Jean-Marie Machado / Didier Ithursarry, Lua (Cantabile/L'Autre Distribution)

Tout le monde connait « Au clair de la lune », la chanson populaire française dont la mélodie est très caractéristique, ainsi que les paroles, surtout celles du premier couplet :

« Au clair de la lune, Mon ami Pierrot, Prête-moi ta plume Pour écrire un mot. Ma chandelle est morte, Je n'ai plus de feu ; Ouvre-moi ta porte, Pour l'amour de Dieu. »


Certaines sources de la version originale diraient, Prête-moi ta lume plutôt que, Prête-moi ta plume. Lume, du mot lumière, indispensable pour écrire surtout lorsque la chandelle est morte. Je ne sais si les deux musiciens ont décidé de mettre en musique la chanson populaire, mais tout au long des 10 morceaux de cet album la recherche de lumière pour écrire et interpréter, va se faire dans une ambiance de clair-obscur.  « Sentier Évanoui » en est un exemple frappant, la danse intime entre le piano et l’accordéon où, alternativement et inversement, l'un assure les basses, l’autre les aigus.

Il est vrai que les deux compères se connaissent depuis plusieurs années. Ithursarry joue, dans l'orchestre Dansaz de Machado, mais c’est la première fois que ce duo sort un album. A certains moments il semble qu’il n’y ait plus qu’un seul instrument, comme au milieu de « Aspirer la lumière». Mais cela n'est pas toujours le cas, au début de « JSB » le jeu question réponse est très marqué et chaque instrumentiste ne joue que quand l'autre arrête. Dans le jeu de ce duo, rien n'est figé.

 


Mais quel est le secret de cette réussite ? Aujourd’hui ce sont les astres qui nous aident !
La lune se sert de la lumière du soleil pour en refléter une partie, n'ayant pas de source lumineuse propre intérieure, dès qu'elle s'en éloigne, elle retrouve sa froideur et son obscurité. C'est bien à cela que nous assistons dans Lua. Parfois Machado part sur un thème avec rayonnement solaire et alors Ithursarry vient l'accompagner, le canaliser et puis c'est le tour de l'accordéoniste de faire de même. Ce cocktail soleil/lune permet deux interprétations singulières des reprises « Nocturne N°1 (Frédéric Chopin) » et « Perseguição » d’Avelino De Souza et Carlos Da Maia.

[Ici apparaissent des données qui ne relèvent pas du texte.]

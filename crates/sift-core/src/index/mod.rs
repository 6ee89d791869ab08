//! Index candidate extraction.
//!
//! Mines a predicate tree for leaves a secondary index can serve. Only
//! conjunctive paths are followed; OR subtrees contribute nothing. Everything
//! not collected must still be applied as a residual filter.


use crate::{
    extract::Extractor,
    predicate::{ComparePredicate, Operand, Predicate},
    value::Value,
};
use derive_more::{Deref, Display};
use std::fmt;
use tracing::trace;

///
/// RangeKind
///

#[derive(Clone, Copy, Debug, Eq, Hash, PartialEq)]
pub enum RangeKind {
    Equal,
    Less,
    LessEqual,
    Greater,
    GreaterEqual,
    Between,
}

impl RangeKind {
    #[must_use]
    pub const fn is_ranged(self) -> bool {
        !matches!(self, Self::Equal)
    }

    #[must_use]
    pub const fn label(self) -> &'static str {
        match self {
            Self::Equal => "EQUAL",
            Self::Less => "LESS",
            Self::LessEqual => "LESS_EQUAL",
            Self::Greater => "GREATER",
            Self::GreaterEqual => "GREATER_EQUAL",
            Self::Between => "BETWEEN",
        }
    }
}

impl fmt::Display for RangeKind {
    fn fmt(&self, f: &mut fmt::Formatter<'_>) -> fmt::Result {
        f.write_str(self.label())
    }
}

impl ComparePredicate {
    /// Range classification reported to index selection. This is the only
    /// place the inclusive flag has any effect.
    #[must_use]
    pub const fn range_kind(&self) -> RangeKind {
        match (self.less, self.inclusive) {
            (true, true) => RangeKind::LessEqual,
            (true, false) => RangeKind::Less,
            (false, true) => RangeKind::GreaterEqual,
            (false, false) => RangeKind::Greater,
        }
    }
}

///
/// IndexName
///
/// Property name of a direct single-step extractor.
///

#[derive(Clone, Debug, Deref, Display, Eq, Hash, Ord, PartialEq, PartialOrd)]
pub struct IndexName(String);

impl IndexName {
    #[must_use]
    pub fn as_str(&self) -> &str {
        &self.0
    }
}

///
/// IndexBounds
///

#[derive(Clone, Debug, PartialEq)]
pub enum IndexBounds {
    /// Comparand of an Equal or Compare leaf.
    Value(Value),
    /// Inclusive bounds of a Between leaf.
    Range { from: Value, to: Value },
}

///
/// IndexCandidate
///

#[derive(Clone, Debug, PartialEq)]
pub struct IndexCandidate {
    index_name: IndexName,
    range: RangeKind,
    bounds: IndexBounds,
}

impl IndexCandidate {
    #[must_use]
    pub const fn index_name(&self) -> &IndexName {
        &self.index_name
    }

    #[must_use]
    pub const fn range(&self) -> RangeKind {
        self.range
    }

    #[must_use]
    pub const fn is_ranged(&self) -> bool {
        self.range.is_ranged()
    }

    #[must_use]
    pub const fn bounds(&self) -> &IndexBounds {
        &self.bounds
    }

    /// Single comparand for Equal/Compare candidates.
    #[must_use]
    pub const fn value(&self) -> Option<&Value> {
        match &self.bounds {
            IndexBounds::Value(value) => Some(value),
            IndexBounds::Range { .. } => None,
        }
    }

    /// Lower bound; only Between candidates carry one.
    #[must_use]
    pub const fn lower_bound(&self) -> Option<&Value> {
        match &self.bounds {
            IndexBounds::Range { from, .. } => Some(from),
            IndexBounds::Value(_) => None,
        }
    }

    /// Upper bound; only Between candidates carry one.
    #[must_use]
    pub const fn upper_bound(&self) -> Option<&Value> {
        match &self.bounds {
            IndexBounds::Range { to, .. } => Some(to),
            IndexBounds::Value(_) => None,
        }
    }
}

///
/// IndexAware
///
/// Per-node contribution to index candidate extraction.
///

pub trait IndexAware {
    fn collect_into(&self, out: &mut Vec<IndexCandidate>);
}

impl IndexAware for Predicate {
    fn collect_into(&self, out: &mut Vec<IndexCandidate>) {
        let candidate = match self {
            Self::AndOr(node) => {
                if node.is_and() {
                    for child in node.children() {
                        child.collect_into(out);
                    }
                }
                return;
            }
            Self::Equal(eq) => literal_candidate(&eq.lhs, &eq.rhs, RangeKind::Equal),
            Self::Compare(cmp) => literal_candidate(&cmp.lhs, &cmp.rhs, cmp.range_kind()),
            Self::Between(between) => direct_name(&between.lhs).map(|index_name| IndexCandidate {
                index_name,
                range: RangeKind::Between,
                bounds: IndexBounds::Range {
                    from: between.from.clone(),
                    to: between.to.clone(),
                },
            }),
            Self::InstanceOf(_) | Self::Not(_) => None,
        };

        if let Some(candidate) = candidate {
            trace!(
                index = %candidate.index_name,
                range = %candidate.range,
                "collected index candidate"
            );
            out.push(candidate);
        }
    }
}

/// Collect index candidates in depth-first, left-to-right order.
#[must_use]
pub fn collect_indexable(predicate: &Predicate) -> Vec<IndexCandidate> {
    let mut out = Vec::new();
    predicate.collect_into(&mut out);

    out
}

// Extractor-vs-extractor comparisons are never index-expressible.
fn literal_candidate(lhs: &Extractor, rhs: &Operand, range: RangeKind) -> Option<IndexCandidate> {
    let value = rhs.as_literal()?;

    direct_name(lhs).map(|index_name| IndexCandidate {
        index_name,
        range,
        bounds: IndexBounds::Value(value.clone()),
    })
}

fn direct_name(extractor: &Extractor) -> Option<IndexName> {
    extractor
        .index_name()
        .map(|name| IndexName(name.to_string()))
}
pub mod builder;
mod eval;


use crate::{
    entry::Entry,
    extract::{Extractor, ResolveError},
    model::{ObjectModel, TypeTag},
    value::Value,
};
use derive_more::From;
use std::{
    borrow::Cow,
    cmp::Ordering,
    ops::{BitAnd, BitOr},
};

// re-exports
pub use eval::EvalError;

///
/// Predicate
///
/// Pure, immutable predicate tree. Leaves read the entry through extractors;
/// `AndOr` combines children with short-circuit evaluation.
///

#[derive(Clone, Debug, PartialEq)]
pub enum Predicate {
    Equal(EqualPredicate),
    Compare(ComparePredicate),
    Between(BetweenPredicate),
    InstanceOf(TypeTag),
    Not(NotPredicate),
    AndOr(AndOrPredicate),
}

///
/// Operand
///
/// Right-hand side of Equal/Compare: resolved per entry, or fixed at
/// construction. Only literal operands are index-expressible.
///

#[derive(Clone, Debug, From, PartialEq)]
pub enum Operand {
    Expression(Extractor),
    Literal(Value),
}

impl Operand {
    #[must_use]
    pub const fn is_expression(&self) -> bool {
        matches!(self, Self::Expression(_))
    }

    #[must_use]
    pub const fn as_literal(&self) -> Option<&Value> {
        match self {
            Self::Literal(value) => Some(value),
            Self::Expression(_) => None,
        }
    }

    pub(crate) fn resolve<E: Entry + ?Sized>(
        &self,
        entry: &E,
        model: &dyn ObjectModel,
    ) -> Result<Cow<'_, Value>, ResolveError> {
        match self {
            Self::Expression(extractor) => extractor.resolve(entry, model).map(Cow::Owned),
            Self::Literal(value) => Ok(Cow::Borrowed(value)),
        }
    }
}

///
/// EqualPredicate
///

#[derive(Clone, Debug, PartialEq)]
pub struct EqualPredicate {
    pub lhs: Extractor,
    pub rhs: Operand,
}

///
/// ComparePredicate
///
/// `<`, `<=`, `>`, `>=`. Evaluation is a strict test in every form; the
/// inclusive flag only changes the range classification handed to index
/// selection.
///

#[derive(Clone, Debug, PartialEq)]
pub struct ComparePredicate {
    pub lhs: Extractor,
    pub rhs: Operand,
    pub inclusive: bool,
    pub less: bool,
}

impl ComparePredicate {
    /// Ordering the comparison must produce exactly.
    #[must_use]
    pub const fn expected_ordering(&self) -> Ordering {
        if self.less {
            Ordering::Less
        } else {
            Ordering::Greater
        }
    }
}

///
/// BetweenPredicate
///
/// Inclusive `from <= lhs <= to`; Null on any side never matches.
///

#[derive(Clone, Debug, PartialEq)]
pub struct BetweenPredicate {
    pub lhs: Extractor,
    pub from: Value,
    pub to: Value,
}

///
/// NotPredicate
///
/// Negation of a boolean-valued extractor, not of a predicate.
///

#[derive(Clone, Debug, PartialEq)]
pub enum NotPredicate {
    /// True iff the extractor yields `Bool(false)`.
    Expression(Extractor),
    /// Captured literal; true iff it is `false`, whatever the entry.
    Constant(bool),
}

///
/// AndOrPredicate
///

#[derive(Clone, Debug, PartialEq)]
pub struct AndOrPredicate {
    is_and: bool,
    children: Vec<Predicate>,
}

impl AndOrPredicate {
    /// Returns `None` for an empty child list.
    #[must_use]
    pub fn new(is_and: bool, children: Vec<Predicate>) -> Option<Self> {
        (!children.is_empty()).then_some(Self { is_and, children })
    }

    #[must_use]
    pub const fn is_and(&self) -> bool {
        self.is_and
    }

    #[must_use]
    pub fn children(&self) -> &[Predicate] {
        &self.children
    }

    // Append, flattening a same-kind child into this node.
    fn absorb(&mut self, predicate: Predicate) {
        match predicate {
            Predicate::AndOr(node) if node.is_and == self.is_and => {
                self.children.extend(node.children);
            }
            other => self.children.push(other),
        }
    }
}

// Build an AND/OR of two predicates, flattening same-kind operands.
fn combine(is_and: bool, lhs: Predicate, rhs: Predicate) -> Predicate {
    let mut node = match lhs {
        Predicate::AndOr(node) if node.is_and == is_and => node,
        other => AndOrPredicate {
            is_and,
            children: vec![other],
        },
    };
    node.absorb(rhs);

    Predicate::AndOr(node)
}

impl BitAnd for Predicate {
    type Output = Self;

    fn bitand(self, rhs: Self) -> Self::Output {
        combine(true, self, rhs)
    }
}

impl BitAnd for &Predicate {
    type Output = Predicate;

    fn bitand(self, rhs: Self) -> Self::Output {
        combine(true, self.clone(), rhs.clone())
    }
}

impl BitOr for Predicate {
    type Output = Self;

    fn bitor(self, rhs: Self) -> Self::Output {
        combine(false, self, rhs)
    }
}

impl BitOr for &Predicate {
    type Output = Predicate;

    fn bitor(self, rhs: Self) -> Self::Output {
        combine(false, self.clone(), rhs.clone())
    }
}
//! Per-node field layouts. Every node is written as its identity string
//! followed by its fields; readers mirror the write order exactly.

use crate::{
    codec::{DecodeError, EncodeError, NodeKind, Reader, Registry, Writer},
    extract::{Extractor, Step},
    model::TypeTag,
    predicate::{
        AndOrPredicate, BetweenPredicate, ComparePredicate, EqualPredicate, NotPredicate, Operand,
        Predicate,
    },
};
use tracing::trace;

///
/// TypeTag wire kinds
///

const TAG_ANY: u8 = 0;
const TAG_BOOL: u8 = 1;
const TAG_NUMBER: u8 = 2;
const TAG_INT: u8 = 3;
const TAG_FLOAT: u8 = 4;
const TAG_TEXT: u8 = 5;
const TAG_LIST: u8 = 6;
const TAG_ANY_RECORD: u8 = 7;
const TAG_NAMED_RECORD: u8 = 8;

// ---- write -------------------------------------------------------------

pub(super) fn write_predicate(out: &mut Writer, predicate: &Predicate) -> Result<(), EncodeError> {
    let kind = NodeKind::of(predicate);
    trace!(identity = kind.identity(), "encode predicate node");
    out.write_str(kind.identity())?;

    match predicate {
        Predicate::Equal(eq) => write_operands(out, &eq.lhs, &eq.rhs),
        Predicate::Compare(cmp) => {
            write_operands(out, &cmp.lhs, &cmp.rhs)?;
            out.write_bool(cmp.inclusive);
            out.write_bool(cmp.less);

            Ok(())
        }
        Predicate::Between(between) => {
            write_extractor(out, &between.lhs)?;
            out.write_literal(&between.from)?;
            out.write_literal(&between.to)
        }
        Predicate::InstanceOf(tag) => write_type_tag(out, tag),
        Predicate::Not(NotPredicate::Constant(value)) => {
            out.write_bool(true);
            out.write_bool(*value);

            Ok(())
        }
        Predicate::Not(NotPredicate::Expression(extractor)) => {
            out.write_bool(false);
            write_extractor(out, extractor)
        }
        Predicate::AndOr(node) => {
            if node.children().is_empty() {
                return Err(EncodeError::EmptyComposite);
            }

            out.write_bool(node.is_and());
            out.write_len(node.children().len())?;
            for child in node.children() {
                write_predicate(out, child)?;
            }

            Ok(())
        }
    }
}

// Shared by Equal and Compare: lhs, expression flag, then rhs.
fn write_operands(out: &mut Writer, lhs: &Extractor, rhs: &Operand) -> Result<(), EncodeError> {
    write_extractor(out, lhs)?;
    out.write_bool(rhs.is_expression());

    match rhs {
        Operand::Expression(extractor) => write_extractor(out, extractor),
        Operand::Literal(value) => out.write_literal(value),
    }
}

pub(super) fn write_extractor(out: &mut Writer, extractor: &Extractor) -> Result<(), EncodeError> {
    out.write_str(NodeKind::Extractor.identity())?;
    out.write_len(extractor.len())?;

    for step in extractor.steps() {
        match step {
            Step::Name(name) => {
                out.write_bool(true);
                out.write_str(name)?;
            }
            Step::Handle(accessor) => {
                out.write_bool(false);
                out.write_str(accessor.identity())?;
                accessor.write_fields(out)?;
            }
        }
    }

    Ok(())
}

fn write_type_tag(out: &mut Writer, tag: &TypeTag) -> Result<(), EncodeError> {
    match tag {
        TypeTag::Any => out.write_u8(TAG_ANY),
        TypeTag::Bool => out.write_u8(TAG_BOOL),
        TypeTag::Number => out.write_u8(TAG_NUMBER),
        TypeTag::Int => out.write_u8(TAG_INT),
        TypeTag::Float => out.write_u8(TAG_FLOAT),
        TypeTag::Text => out.write_u8(TAG_TEXT),
        TypeTag::List => out.write_u8(TAG_LIST),
        TypeTag::Record(None) => out.write_u8(TAG_ANY_RECORD),
        TypeTag::Record(Some(name)) => {
            out.write_u8(TAG_NAMED_RECORD);
            out.write_str(name)?;
        }
    }

    Ok(())
}

// ---- read --------------------------------------------------------------

pub(super) fn read_predicate(
    input: &mut Reader<'_>,
    registry: &Registry,
) -> Result<Predicate, DecodeError> {
    input.nested(|input| {
        let offset = input.offset();
        let identity = input.read_str()?;
        let kind = expect_kind(&identity, offset, registry)?;
        trace!(identity = kind.identity(), offset, "decode predicate node");

        match kind {
            NodeKind::Equal => {
                let (lhs, rhs) = read_operands(input, registry)?;

                Ok(Predicate::Equal(EqualPredicate { lhs, rhs }))
            }
            NodeKind::Compare => {
                let (lhs, rhs) = read_operands(input, registry)?;
                let inclusive = input.read_bool()?;
                let less = input.read_bool()?;

                Ok(Predicate::Compare(ComparePredicate {
                    lhs,
                    rhs,
                    inclusive,
                    less,
                }))
            }
            NodeKind::Between => {
                let lhs = read_extractor(input, registry)?;
                let from = input.read_literal()?;
                let to = input.read_literal()?;

                Ok(Predicate::Between(BetweenPredicate { lhs, from, to }))
            }
            NodeKind::InstanceOf => Ok(Predicate::InstanceOf(read_type_tag(input)?)),
            NodeKind::Not => {
                if input.read_bool()? {
                    Ok(Predicate::Not(NotPredicate::Constant(input.read_bool()?)))
                } else {
                    let extractor = read_extractor(input, registry)?;

                    Ok(Predicate::Not(NotPredicate::Expression(extractor)))
                }
            }
            NodeKind::AndOr => {
                let is_and = input.read_bool()?;
                let count = input.read_count("composite children")?;
                let children = (0..count)
                    .map(|_| read_predicate(input, registry))
                    .collect::<Result<Vec<_>, _>>()?;

                AndOrPredicate::new(is_and, children)
                    .map(Predicate::AndOr)
                    .ok_or(DecodeError::EmptyComposite { offset })
            }
            NodeKind::Extractor => Err(DecodeError::UnexpectedType {
                identity,
                expected: "predicate",
                offset,
            }),
        }
    })
}

fn read_operands(
    input: &mut Reader<'_>,
    registry: &Registry,
) -> Result<(Extractor, Operand), DecodeError> {
    let lhs = read_extractor(input, registry)?;
    let rhs = if input.read_bool()? {
        Operand::Expression(read_extractor(input, registry)?)
    } else {
        Operand::Literal(input.read_literal()?)
    };

    Ok((lhs, rhs))
}

pub(super) fn read_extractor(
    input: &mut Reader<'_>,
    registry: &Registry,
) -> Result<Extractor, DecodeError> {
    input.nested(|input| {
        let offset = input.offset();
        let identity = input.read_str()?;
        if expect_kind(&identity, offset, registry)? != NodeKind::Extractor {
            return Err(DecodeError::UnexpectedType {
                identity,
                expected: "extractor",
                offset,
            });
        }

        let count_offset = input.offset();
        let count = input.read_count("extractor steps")?;
        if count == 0 {
            return Err(DecodeError::EmptyExtractor {
                offset: count_offset,
            });
        }

        let mut extractor = Extractor::new(read_step(input, registry)?);
        for _ in 1..count {
            extractor = extractor.then(read_step(input, registry)?);
        }

        Ok(extractor)
    })
}

fn read_step(input: &mut Reader<'_>, registry: &Registry) -> Result<Step, DecodeError> {
    if input.read_bool()? {
        return Ok(Step::Name(input.read_str()?));
    }

    let offset = input.offset();
    let identity = input.read_str()?;
    let Some(decode) = registry.accessor(&identity) else {
        return Err(DecodeError::UnknownType { identity, offset });
    };

    input.nested(decode).map(Step::Handle)
}

fn read_type_tag(input: &mut Reader<'_>) -> Result<TypeTag, DecodeError> {
    let offset = input.offset();

    Ok(match input.read_u8()? {
        TAG_ANY => TypeTag::Any,
        TAG_BOOL => TypeTag::Bool,
        TAG_NUMBER => TypeTag::Number,
        TAG_INT => TypeTag::Int,
        TAG_FLOAT => TypeTag::Float,
        TAG_TEXT => TypeTag::Text,
        TAG_LIST => TypeTag::List,
        TAG_ANY_RECORD => TypeTag::Record(None),
        TAG_NAMED_RECORD => TypeTag::Record(Some(input.read_str()?)),
        tag => return Err(DecodeError::InvalidTypeTag { tag, offset }),
    })
}

// Resolve a built-in identity. Accessor identities are only legal in step
// position, so finding one here is a structural error, not an unknown type.
fn expect_kind(
    identity: &str,
    offset: usize,
    registry: &Registry,
) -> Result<NodeKind, DecodeError> {
    if let Some(kind) = NodeKind::from_identity(identity) {
        return Ok(kind);
    }

    if registry.contains(identity) {
        return Err(DecodeError::UnexpectedType {
            identity: identity.to_string(),
            expected: "built-in node",
            offset,
        });
    }

    Err(DecodeError::UnknownType {
        identity: identity.to_string(),
        offset,
    })
}
//! Host object model seam: how named properties are read from values and how
//! values are tested against type tags.

use crate::{
    extract::ResolveError,
    value::{Value, ValueTag},
};
use serde::{Deserialize, Serialize};
use std::fmt;

///
/// ObjectModel
///
/// Host-provided property access. The engine chains calls to this trait and
/// never introspects concrete value types itself.
///

pub trait ObjectModel: Send + Sync {
    /// Resolve property `name` on a non-null `value`.
    fn resolve_property(&self, value: &Value, name: &str) -> Result<Value, ResolveError>;

    /// Covariant type-membership test for a non-null value.
    fn is_instance(&self, value: &Value, tag: &TypeTag) -> bool {
        tag.admits(value)
    }
}

///
/// RecordModel
///
/// Default object model: record fields by name, plus `len` / `is_empty` on
/// text and list values.
///

#[derive(Clone, Copy, Debug, Default)]
pub struct RecordModel;

impl ObjectModel for RecordModel {
    fn resolve_property(&self, value: &Value, name: &str) -> Result<Value, ResolveError> {
        let resolved = match (value, name) {
            (Value::Record(record), _) => record.field(name).cloned(),
            (Value::Text(text), "len") => Some(count_value(text.chars().count())),
            (Value::Text(text), "is_empty") => Some(Value::Bool(text.is_empty())),
            (Value::List(items), "len") => Some(count_value(items.len())),
            (Value::List(items), "is_empty") => Some(Value::Bool(items.is_empty())),
            _ => None,
        };

        resolved.ok_or_else(|| ResolveError::MissingProperty {
            name: name.to_string(),
            kind: value.tag(),
        })
    }
}

fn count_value(count: usize) -> Value {
    Value::Int(i64::try_from(count).unwrap_or(i64::MAX))
}

///
/// TypeTag
///
/// Type-membership target for `InstanceOf` predicates.
///
/// Any             → every non-null value
/// Number          → Int and Float
/// Record(None)    → any record
/// Record(Some(n)) → records of type `n` or declaring `n` as a supertype
///

#[derive(Clone, Debug, Deserialize, Eq, Hash, PartialEq, Serialize)]
pub enum TypeTag {
    Any,
    Bool,
    Number,
    Int,
    Float,
    Text,
    List,
    Record(Option<String>),
}

impl TypeTag {
    #[must_use]
    pub fn record(name: impl Into<String>) -> Self {
        Self::Record(Some(name.into()))
    }

    /// Default covariant membership test. Null is never an instance.
    #[must_use]
    pub fn admits(&self, value: &Value) -> bool {
        match (self, value.tag()) {
            (_, ValueTag::Null) => false,
            (Self::Any, _)
            | (Self::Bool, ValueTag::Bool)
            | (Self::Number | Self::Int, ValueTag::Int)
            | (Self::Number | Self::Float, ValueTag::Float)
            | (Self::Text, ValueTag::Text)
            | (Self::List, ValueTag::List)
            | (Self::Record(None), ValueTag::Record) => true,
            (Self::Record(Some(name)), ValueTag::Record) => {
                value.as_record().is_some_and(|record| record.is_a(name))
            }
            _ => false,
        }
    }
}

impl fmt::Display for TypeTag {
    fn fmt(&self, f: &mut fmt::Formatter<'_>) -> fmt::Result {
        match self {
            Self::Any => f.write_str("any"),
            Self::Bool => f.write_str("bool"),
            Self::Number => f.write_str("number"),
            Self::Int => f.write_str("int"),
            Self::Float => f.write_str("float"),
            Self::Text => f.write_str("text"),
            Self::List => f.write_str("list"),
            Self::Record(None) => f.write_str("record"),
            Self::Record(Some(name)) => write!(f, "record<{name}>"),
        }
    }
}

///
/// TESTS
///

Comme la vie sur terre a besoin de l'alternance du soleil et de la lune, les deux musiciens ensemble, avec un immense respect de l'autre, interprètent la composition très énergique de Machado « Broussailles ». Cet album est un réel travail sur la lumière, de la même façon que le dernier album de Jean-Marie Machado Impulse Songs avait été un travail sur l'impulsion rythmique. Le dernier couplet de la chanson populaire « Au clair de la lune » résume bien l’état dans lequel on est à la fin de l’écoute de Lua :

« Au clair de la lune, On n'y voit qu'un peu. On chercha la plume, On chercha le feu. En cherchant d'la sorte, Je n'sais c'qu'on trouva ; Mais je sais qu'la porte Sur eux se ferma... »

On ne saura pas qui fut la lune et le soleil,  mais nous avons l’assurance que la plume de l’écriture et le feu de la musique furent trouvés.

Jean-Marie Machado - piano et compositions : Didier Ithursarry - accordéon.